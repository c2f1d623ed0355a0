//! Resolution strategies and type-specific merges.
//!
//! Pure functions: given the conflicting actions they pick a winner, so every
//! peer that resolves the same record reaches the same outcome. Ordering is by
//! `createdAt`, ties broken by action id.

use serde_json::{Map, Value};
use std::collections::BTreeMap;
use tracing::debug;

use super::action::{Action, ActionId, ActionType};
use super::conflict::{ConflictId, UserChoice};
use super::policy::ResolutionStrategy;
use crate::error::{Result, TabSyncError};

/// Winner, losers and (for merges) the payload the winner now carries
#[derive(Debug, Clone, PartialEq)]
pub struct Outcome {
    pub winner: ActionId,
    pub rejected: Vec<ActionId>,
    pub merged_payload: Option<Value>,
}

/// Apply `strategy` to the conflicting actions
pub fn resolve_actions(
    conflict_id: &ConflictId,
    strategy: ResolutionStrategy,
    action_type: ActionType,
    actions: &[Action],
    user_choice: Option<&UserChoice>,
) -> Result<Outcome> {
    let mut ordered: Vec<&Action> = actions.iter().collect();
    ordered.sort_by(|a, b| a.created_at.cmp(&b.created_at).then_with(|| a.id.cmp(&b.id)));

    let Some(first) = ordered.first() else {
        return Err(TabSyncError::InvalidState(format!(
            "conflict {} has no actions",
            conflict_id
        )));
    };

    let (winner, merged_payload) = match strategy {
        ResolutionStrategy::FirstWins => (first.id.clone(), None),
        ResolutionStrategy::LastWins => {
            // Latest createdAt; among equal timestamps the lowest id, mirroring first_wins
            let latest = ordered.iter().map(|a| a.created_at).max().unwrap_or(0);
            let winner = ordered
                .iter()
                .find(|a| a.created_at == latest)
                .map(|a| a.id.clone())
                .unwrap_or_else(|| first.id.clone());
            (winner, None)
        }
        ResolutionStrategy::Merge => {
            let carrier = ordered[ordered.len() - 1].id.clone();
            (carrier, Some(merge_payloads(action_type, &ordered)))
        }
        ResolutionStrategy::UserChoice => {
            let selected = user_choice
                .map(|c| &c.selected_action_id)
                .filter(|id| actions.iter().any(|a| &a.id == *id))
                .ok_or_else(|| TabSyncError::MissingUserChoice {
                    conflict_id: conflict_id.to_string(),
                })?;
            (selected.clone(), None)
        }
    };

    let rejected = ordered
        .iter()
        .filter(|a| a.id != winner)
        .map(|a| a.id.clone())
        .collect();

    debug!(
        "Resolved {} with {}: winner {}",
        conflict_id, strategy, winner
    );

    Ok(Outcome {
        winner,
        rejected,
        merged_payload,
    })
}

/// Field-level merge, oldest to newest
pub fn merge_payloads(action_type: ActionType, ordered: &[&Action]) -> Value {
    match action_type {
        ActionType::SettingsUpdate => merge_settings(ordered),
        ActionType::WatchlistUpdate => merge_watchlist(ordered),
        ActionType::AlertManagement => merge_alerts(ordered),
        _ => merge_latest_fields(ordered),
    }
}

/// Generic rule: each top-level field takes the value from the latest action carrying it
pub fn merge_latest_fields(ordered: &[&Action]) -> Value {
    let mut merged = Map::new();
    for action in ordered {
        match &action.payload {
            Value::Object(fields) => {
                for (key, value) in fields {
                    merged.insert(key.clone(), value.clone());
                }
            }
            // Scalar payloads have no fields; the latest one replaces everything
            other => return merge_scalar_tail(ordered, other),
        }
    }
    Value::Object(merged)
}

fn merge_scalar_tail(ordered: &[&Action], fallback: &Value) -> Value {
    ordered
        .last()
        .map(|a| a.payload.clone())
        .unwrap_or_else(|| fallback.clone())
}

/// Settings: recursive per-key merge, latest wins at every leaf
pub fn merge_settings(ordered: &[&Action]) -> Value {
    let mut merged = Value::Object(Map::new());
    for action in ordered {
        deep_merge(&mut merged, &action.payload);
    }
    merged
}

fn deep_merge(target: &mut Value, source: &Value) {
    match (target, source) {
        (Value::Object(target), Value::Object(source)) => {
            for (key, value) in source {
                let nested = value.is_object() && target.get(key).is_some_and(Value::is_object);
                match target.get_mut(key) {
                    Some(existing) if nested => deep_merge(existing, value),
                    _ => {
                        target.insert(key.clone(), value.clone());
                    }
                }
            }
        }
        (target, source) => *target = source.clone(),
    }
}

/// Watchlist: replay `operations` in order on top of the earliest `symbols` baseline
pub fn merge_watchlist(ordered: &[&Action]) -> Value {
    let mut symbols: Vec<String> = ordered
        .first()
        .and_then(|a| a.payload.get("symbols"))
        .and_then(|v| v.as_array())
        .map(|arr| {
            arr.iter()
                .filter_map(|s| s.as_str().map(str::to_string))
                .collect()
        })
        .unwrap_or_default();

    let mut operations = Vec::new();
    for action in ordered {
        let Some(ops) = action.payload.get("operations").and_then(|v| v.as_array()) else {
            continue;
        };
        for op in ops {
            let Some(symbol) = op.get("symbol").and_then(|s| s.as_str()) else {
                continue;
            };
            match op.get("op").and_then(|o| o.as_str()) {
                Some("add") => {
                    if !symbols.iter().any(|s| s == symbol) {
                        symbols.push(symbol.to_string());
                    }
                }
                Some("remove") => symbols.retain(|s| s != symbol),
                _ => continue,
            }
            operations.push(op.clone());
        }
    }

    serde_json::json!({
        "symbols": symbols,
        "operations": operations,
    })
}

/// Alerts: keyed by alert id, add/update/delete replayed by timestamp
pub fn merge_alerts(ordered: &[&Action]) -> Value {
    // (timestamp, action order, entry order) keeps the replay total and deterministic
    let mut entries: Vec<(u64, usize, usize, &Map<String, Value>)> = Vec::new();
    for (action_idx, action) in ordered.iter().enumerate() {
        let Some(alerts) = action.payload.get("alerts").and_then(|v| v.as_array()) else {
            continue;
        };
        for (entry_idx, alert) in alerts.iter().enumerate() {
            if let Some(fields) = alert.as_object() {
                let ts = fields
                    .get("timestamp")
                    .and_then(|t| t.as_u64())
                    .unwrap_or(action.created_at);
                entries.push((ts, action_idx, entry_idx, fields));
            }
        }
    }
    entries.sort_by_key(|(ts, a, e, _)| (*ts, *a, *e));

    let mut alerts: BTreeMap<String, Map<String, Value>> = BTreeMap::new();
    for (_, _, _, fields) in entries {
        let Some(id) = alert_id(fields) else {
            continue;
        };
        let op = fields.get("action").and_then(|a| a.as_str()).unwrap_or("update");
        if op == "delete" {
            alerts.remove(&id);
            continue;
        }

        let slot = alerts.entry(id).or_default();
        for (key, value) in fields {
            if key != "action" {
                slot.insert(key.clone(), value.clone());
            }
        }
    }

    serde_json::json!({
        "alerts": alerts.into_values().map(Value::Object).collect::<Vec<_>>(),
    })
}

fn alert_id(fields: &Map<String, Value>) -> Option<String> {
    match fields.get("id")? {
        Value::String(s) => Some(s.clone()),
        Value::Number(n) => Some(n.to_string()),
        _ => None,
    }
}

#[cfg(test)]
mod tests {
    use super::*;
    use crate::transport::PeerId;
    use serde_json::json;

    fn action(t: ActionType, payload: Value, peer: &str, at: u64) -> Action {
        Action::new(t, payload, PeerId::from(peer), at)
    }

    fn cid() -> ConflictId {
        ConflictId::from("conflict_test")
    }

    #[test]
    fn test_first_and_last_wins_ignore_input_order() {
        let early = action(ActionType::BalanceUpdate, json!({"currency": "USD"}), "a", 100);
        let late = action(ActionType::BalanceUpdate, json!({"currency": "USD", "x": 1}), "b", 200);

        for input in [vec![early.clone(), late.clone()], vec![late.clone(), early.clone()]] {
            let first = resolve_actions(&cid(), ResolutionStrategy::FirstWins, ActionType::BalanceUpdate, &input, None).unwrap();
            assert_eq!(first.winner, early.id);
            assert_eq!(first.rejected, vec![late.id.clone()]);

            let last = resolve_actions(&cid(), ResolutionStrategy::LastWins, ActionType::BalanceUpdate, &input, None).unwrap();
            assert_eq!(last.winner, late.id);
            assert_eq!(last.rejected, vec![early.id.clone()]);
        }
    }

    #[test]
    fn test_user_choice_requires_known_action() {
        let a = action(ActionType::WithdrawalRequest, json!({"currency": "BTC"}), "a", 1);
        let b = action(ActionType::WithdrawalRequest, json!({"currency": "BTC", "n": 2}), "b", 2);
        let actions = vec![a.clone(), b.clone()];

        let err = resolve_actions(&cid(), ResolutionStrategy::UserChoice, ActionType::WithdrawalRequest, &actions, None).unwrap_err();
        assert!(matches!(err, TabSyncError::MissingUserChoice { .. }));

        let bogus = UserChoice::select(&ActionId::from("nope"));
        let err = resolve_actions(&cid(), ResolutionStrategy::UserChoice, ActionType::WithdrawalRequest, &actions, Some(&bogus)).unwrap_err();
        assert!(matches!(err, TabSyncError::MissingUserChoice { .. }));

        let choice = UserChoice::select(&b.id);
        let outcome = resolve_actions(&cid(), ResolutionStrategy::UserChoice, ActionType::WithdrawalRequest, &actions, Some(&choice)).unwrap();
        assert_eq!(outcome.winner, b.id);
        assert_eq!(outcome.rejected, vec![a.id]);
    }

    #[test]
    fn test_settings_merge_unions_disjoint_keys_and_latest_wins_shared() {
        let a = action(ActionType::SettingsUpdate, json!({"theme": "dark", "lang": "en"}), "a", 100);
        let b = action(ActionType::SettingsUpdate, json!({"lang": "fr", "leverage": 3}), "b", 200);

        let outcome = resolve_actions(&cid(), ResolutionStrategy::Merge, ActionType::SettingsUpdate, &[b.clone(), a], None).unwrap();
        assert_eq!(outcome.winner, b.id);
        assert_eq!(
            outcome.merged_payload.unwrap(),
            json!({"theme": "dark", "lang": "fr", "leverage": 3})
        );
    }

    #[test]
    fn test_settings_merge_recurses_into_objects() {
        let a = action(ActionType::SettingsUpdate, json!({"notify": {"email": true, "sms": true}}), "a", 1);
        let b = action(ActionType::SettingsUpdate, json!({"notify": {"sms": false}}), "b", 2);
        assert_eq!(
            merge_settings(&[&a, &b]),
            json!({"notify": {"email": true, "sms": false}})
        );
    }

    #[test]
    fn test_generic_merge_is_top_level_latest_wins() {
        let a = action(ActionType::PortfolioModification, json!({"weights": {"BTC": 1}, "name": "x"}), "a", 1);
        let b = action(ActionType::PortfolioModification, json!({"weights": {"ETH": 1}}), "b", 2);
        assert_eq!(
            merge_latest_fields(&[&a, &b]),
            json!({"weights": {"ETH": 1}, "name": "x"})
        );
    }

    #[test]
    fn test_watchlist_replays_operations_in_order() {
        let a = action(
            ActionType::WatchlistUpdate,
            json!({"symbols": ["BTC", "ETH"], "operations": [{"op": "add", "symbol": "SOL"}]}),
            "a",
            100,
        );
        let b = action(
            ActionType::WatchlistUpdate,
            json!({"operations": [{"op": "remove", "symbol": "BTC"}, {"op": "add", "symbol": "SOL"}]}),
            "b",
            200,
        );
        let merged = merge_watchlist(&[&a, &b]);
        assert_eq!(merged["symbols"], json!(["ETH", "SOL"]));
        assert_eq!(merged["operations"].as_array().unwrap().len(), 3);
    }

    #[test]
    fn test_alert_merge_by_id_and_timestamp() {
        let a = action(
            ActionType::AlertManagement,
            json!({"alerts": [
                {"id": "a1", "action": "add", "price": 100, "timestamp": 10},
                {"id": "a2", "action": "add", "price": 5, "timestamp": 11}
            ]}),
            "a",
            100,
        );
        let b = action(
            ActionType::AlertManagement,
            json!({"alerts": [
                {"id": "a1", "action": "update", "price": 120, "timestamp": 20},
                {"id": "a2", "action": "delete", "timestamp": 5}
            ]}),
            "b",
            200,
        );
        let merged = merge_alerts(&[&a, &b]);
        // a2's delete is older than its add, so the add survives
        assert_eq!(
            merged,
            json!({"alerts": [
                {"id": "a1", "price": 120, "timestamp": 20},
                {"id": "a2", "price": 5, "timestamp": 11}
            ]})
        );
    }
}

————

HOW TO COMPLETE THIS TASK
Send back exactly the lines of the listing above starting at the one with "and type-specific merges." and ending at the one with "use std::collections::BTreeMap;", inclusive, and no others.

TASK OUTPUT
//! Resolution strategies and type-specific merges.
//!
//! Pure functions: given the conflicting actions they pick a winner, so every
//! peer that resolves the same record reaches the same outcome. Ordering is by
//! `createdAt`, ties broken by action id.

use serde_json::{Map, Value};
use std::collections::BTreeMap;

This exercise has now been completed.